Сто раз я потом пожалел о своей несдержанности, да что толку. Судили меня за хулиганство. Три года дали, лишили всех боевых наград.

Щедров снова замолчал, глубоко переживая когда-то случившееся с ним. А я, пользуясь паузой в нашей беседе, спросил:

- Наверное, оттуда и пошла ваша обида на людей, на их несправедливость?

- Нет, что Вы! На людей у меня нет никакой обиды, - встрепенулся он. – Я себя кляну часто за то, что не могу сдержаться, когда вижу подлость. Сам я во всем виноват, вот в чем беда. И это меня мучает. А тогда, когда мне дали три года, я крепко задумался и решил: все, буду держать себя в руках, сделаю все, чтобы скорей оказаться на свободе.

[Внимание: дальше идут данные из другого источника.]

//! Central path resolution for all ccbot data files.
//!
//! Resolved once at startup from: `CCBOT_DIR` env > `~/.ccbot`.
//! All callsites use these helpers instead of constructing paths from `HOME`.

use std::io;
use std::path::{Path, PathBuf};
use std::sync::RwLock;

static DATA_DIR: RwLock<Option<PathBuf>> = RwLock::new(None);

/// Initialize the global data directory. Returns the resolved path.
///
/// Priority: `explicit` arg > `CCBOT_DIR` env > `~/.ccbot` default.
/// Panics if no valid path can be resolved.
pub fn init_data_dir(explicit: Option<&Path>) -> PathBuf {
    let dir = if let Some(p) = explicit {
        p.to_path_buf()
    } else if let Ok(env_val) = std::env::var("CCBOT_DIR") {
        PathBuf::from(env_val)
    } else {
        dirs::home_dir()
            .expect("HOME directory not found")
            .join(".ccbot")
    };

    let mut guard = DATA_DIR.write().expect("DATA_DIR lock poisoned");
    *guard = Some(dir.clone());
    dir
}

/// Return the current data directory. Panics if `init_data_dir` hasn't been called.
pub fn data_dir() -> PathBuf {
    DATA_DIR
        .read()
        .expect("DATA_DIR lock poisoned")
        .clone()
        .expect("data_dir() called before init_data_dir()")
}

pub fn state_path() -> PathBuf {
    data_dir().join("state.json")
}

pub fn session_map_path() -> PathBuf {
    data_dir().join("session_map.json")
}

pub fn monitor_state_path() -> PathBuf {
    data_dir().join("monitor_state.json")
}

pub fn notify_path() -> PathBuf {
    data_dir().join("notify.json")
}

pub fn skills_path() -> PathBuf {
    data_dir().join("skills.json")
}

pub fn log_dir() -> PathBuf {
    data_dir().join("logs")
}

pub fn env_file_path() -> PathBuf {
    data_dir().join(".env")
}

/// Where Claude Code keeps per-project transcript files.
pub fn claude_projects_dir() -> PathBuf {
    dirs::home_dir()
        .expect("HOME directory not found")
        .join(".claude")
        .join("projects")
}

/// Claude Code's prompt history, used by the resume picker.
pub fn claude_history_path() -> PathBuf {
    dirs::home_dir()
        .expect("HOME directory not found")
        .join(".claude")
        .join("history.jsonl")
}

/// Claude Code's settings file, target of `hook --install`.
pub fn claude_settings_path() -> PathBuf {
    dirs::home_dir()
        .expect("HOME directory not found")
        .join(".claude")
        .join("settings.json")
}

/// Create all required subdirectories under the data dir.
pub fn ensure_dirs() -> io::Result<()> {
    let base = data_dir();
    std::fs::create_dir_all(&base)?;
    std::fs::create_dir_all(base.join("logs"))?;
    Ok(())
}

/// Reset data dir — for test isolation only.
#[cfg(test)]
pub fn reset_data_dir() {
    let mut guard = DATA_DIR.write().expect("DATA_DIR lock poisoned");
    *guard = None;
}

За хорошее поведение, за добросовестную работу в лагере общего режима меня досрочно освободили. Сразу же пошел на завод, устроился слесарем. Эту специальность я получил еще в ФЗО. А тут вскоре и с девушкой хорошей познакомился. Через какое-то время поженились, родился сын. Я был на седьмом небе от счастья. И на работе все шло хорошо, моя фотография даже на доске почета была, и семья была такая, о которой я давно мечтал. Наверное, лет пять я радовался жизни. А потом случилась беда. Жена с сынишкой ехали в автобусе, который попал в аварию. Там они и погибли. Это меня здорово подкосило, жить не хотелось. С горя начал пить. В общем, снова потерял контроль над собой.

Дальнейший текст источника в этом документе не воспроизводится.